Coming out of mandatory minicamp last month, Carroll continued to rave about Lock's physical tools and stressed the importance of showing the young signal caller that the organization believes in him and supports him.
“He's really competitive, he has all kinds of plays in him, really a natural athlete, natural thrower, and a natural movement guy. He had his best day yesterday on the move, he had some big scramble plays that he hit, it was great to see. We've seen it on film, so it's just nice to get it validated here," Carroll said of Lock. "He's ready for it, he is. He's primed up, ready, has learned a lot in the years past, and he seeks this kind of support, and he's getting it. We're showing him that we believe in him as a player and we believe that he can get it done and now we just have to play the thing out." 

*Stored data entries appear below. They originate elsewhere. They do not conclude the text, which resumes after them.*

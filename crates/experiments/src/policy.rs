//! Metric type policy
//!
//! Which math categories and concrete operators each metric type admits.
//! Pure lookups with no failure modes; the first allowed operator doubles as
//! the default selected after a type switch.

use serde::{Deserialize, Serialize};

use lens_query::MathOperator;

use crate::metric::MetricType;

/// Math categories the filter widget may expose
///
/// `Default` is [`MathAvailability::NONE`] - no categories - so anything
/// that falls outside the known policy degrades to an editor with no math
/// selector rather than an invalid one.
#[derive(Debug, Clone, Copy, PartialEq, Eq, Default, Serialize, Deserialize)]
pub struct MathAvailability {
    /// Occurrence counting (total count)
    pub event_counts: bool,
    /// Distinct actor counting (unique users)
    pub unique_counts: bool,
    /// Numeric aggregations over a named property (sum, avg, min, max)
    pub property_aggregations: bool,
}

impl MathAvailability {
    /// No categories exposed
    pub const NONE: Self = Self {
        event_counts: false,
        unique_counts: false,
        property_aggregations: false,
    };

    /// Whether an operator falls in an exposed category
    pub fn allows(self, math: MathOperator) -> bool {
        match math {
            MathOperator::Total => self.event_counts,
            MathOperator::UniqueUsers => self.unique_counts,
            MathOperator::Sum | MathOperator::Avg | MathOperator::Min | MathOperator::Max => {
                self.property_aggregations
            }
        }
    }

    /// Whether no category is exposed
    pub fn is_none(self) -> bool {
        self == Self::NONE
    }
}

const COUNT_MATH: &[MathOperator] = &[MathOperator::Total, MathOperator::UniqueUsers];

const CONTINUOUS_MATH: &[MathOperator] = &[
    MathOperator::Sum,
    MathOperator::Avg,
    MathOperator::Min,
    MathOperator::Max,
];

/// Math categories selectable for a metric type
pub fn math_availability(metric_type: MetricType) -> MathAvailability {
    match metric_type {
        MetricType::Count => MathAvailability {
            event_counts: true,
            unique_counts: true,
            property_aggregations: false,
        },
        MetricType::Continuous => MathAvailability {
            event_counts: false,
            unique_counts: false,
            property_aggregations: true,
        },
    }
}

/// Allowed math operators for a metric type
///
/// Ordering is significant: it drives UI display order, and the first
/// element is the default selected after a switch to this type.
pub fn allowed_math_types(metric_type: MetricType) -> &'static [MathOperator] {
    match metric_type {
        MetricType::Count => COUNT_MATH,
        MetricType::Continuous => CONTINUOUS_MATH,
    }
}

/// Default math operator for a metric type
pub fn default_math(metric_type: MetricType) -> MathOperator {
    allowed_math_types(metric_type)[0]
}
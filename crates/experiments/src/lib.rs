//! Lens Experiments - experiment metric modeling
//!
//! An experiment metric measures one thing about an event or action: how
//! often it happens (count) or a numeric property of it (continuous). This
//! crate owns the translation work around that model:
//!
//! - **Policy**: which math aggregations each metric type admits
//! - **Mapper**: metric config ↔ the generic filter widget's container, and
//!   metric → preview query document
//! - **Editor**: orchestration between the host, the filter widget, and the
//!   preview
//! - **Scenes**: the experiment product's scene set and URL builders
//!
//! # Usage
//!
//! ```
//! use lens_experiments::{ExperimentMetric, MetricType, metric_to_query};
//!
//! let mut metric = ExperimentMetric::new(MetricType::Count);
//! assert_eq!(metric.metric_config.math.to_string(), "total");
//!
//! // Switching type resets math to the new type's default.
//! metric.set_metric_type(MetricType::Continuous);
//! assert_eq!(metric.metric_config.math.to_string(), "sum");
//!
//! // A metric with no entity still renders a valid (empty) preview query.
//! assert!(metric_to_query(&metric).is_empty());
//! ```

pub mod editor;
pub mod error;
pub mod mapper;
pub mod metric;
pub mod policy;
pub mod scenes;

#[cfg(test)]
mod editor_test;
#[cfg(test)]
mod policy_test;
#[cfg(test)]
mod scenes_test;

// Re-exports for convenience
pub use editor::{EditorState, FilterEditorOptions, MetricEditor, MetricUpdate};
pub use error::{ExperimentError, Result};
pub use mapper::{
    EntityFilter, FilterSet, PREVIEW_LOOKBACK_DAYS, filter_to_metric_config,
    metric_config_to_filter, metric_to_insight, metric_to_query,
};
pub use metric::{EntityKind, EntityRef, ExperimentMetric, MetricConfig, MetricType};
pub use policy::{MathAvailability, allowed_math_types, default_math, math_availability};
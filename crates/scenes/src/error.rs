//! Scene table error types

use thiserror::Error;

/// Result type for scene table operations
pub type Result<T> = std::result::Result<T, SceneError>;

/// Errors raised while compiling a scene table
#[derive(Debug, Error)]
pub enum SceneError {
    /// Route or redirect references an unregistered scene
    #[error("unknown scene '{key}' in route table")]
    UnknownScene {
        /// Key of the missing scene
        key: String,
    },

    /// Scene key registered more than once
    #[error("scene '{key}' registered twice")]
    DuplicateScene {
        /// Key registered twice
        key: String,
    },

    /// Two routes share the same pattern
    #[error("duplicate route pattern '{pattern}'")]
    DuplicateRoute {
        /// Pattern that appears twice
        pattern: String,
    },

    /// Pattern string failed to compile
    #[error("invalid route pattern '{pattern}': {reason}")]
    InvalidPattern {
        /// Offending pattern
        pattern: String,
        /// What went wrong
        reason: String,
    },

    /// Redirect target references a parameter its pattern does not capture
    #[error("redirect target '{target}' uses unbound parameter ':{param}'")]
    UnboundRedirectParam {
        /// Redirect target
        target: String,
        /// Parameter missing from the source pattern
        param: String,
    },
}

impl SceneError {
    /// Create an UnknownScene error
    #[inline]
    pub fn unknown_scene(key: impl Into<String>) -> Self {
        Self::UnknownScene { key: key.into() }
    }

    /// Create a DuplicateScene error
    #[inline]
    pub fn duplicate_scene(key: impl Into<String>) -> Self {
        Self::DuplicateScene { key: key.into() }
    }

    /// Create a DuplicateRoute error
    #[inline]
    pub fn duplicate_route(pattern: impl Into<String>) -> Self {
        Self::DuplicateRoute {
            pattern: pattern.into(),
        }
    }

    /// Create an InvalidPattern error
    #[inline]
    pub fn invalid_pattern(pattern: impl Into<String>, reason: impl Into<String>) -> Self {
        Self::InvalidPattern {
            pattern: pattern.into(),
            reason: reason.into(),
        }
    }
}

As expected, Smith took the vast majority of first-team reps during Seattle's offseason program with Lock working primarily with the second unit and Jacob Eason seeing limited reps behind them. With camp rapidly approaching, he looks to be in the driver's seat thanks to his familiarity with Waldron's scheme and his backing in the locker room and Carroll said as much at last month's minicamp.
But Carroll also insinuated the gap between the two quarterbacks has narrowed some, opening the door for Lock to still drive into the passing lane and rocket past his veteran counterpart next month.
Entering a new era without Wilson, there's plenty of pressure on Smith and Lock to make the most of their opportunity. After both washed out with their original teams, this may be the last shot either has to carve out a starting role in the NFL. For the Seahawks to have any hope of defying low external expectations, while they don't need either to replicate Wilson's production, they will need one of the maligned signal callers to step up and prove capable of managing the offense at a high level.
The race to find that capable caretaker under center will begin in earnest on July 27 when the yellow caution flag used during organized team activities drops and the green flag replaces it in padded training camp practices and preseason games. While he's not giving anything away in regard to who will win the job, Carroll eagerly awaits the chance to see Smith and Lock duke it out.
"It's going to be a real battle. It's going to be really an exciting time for our team, for those guys in particular, and for our people watching. I'm pumped about it, I really am.”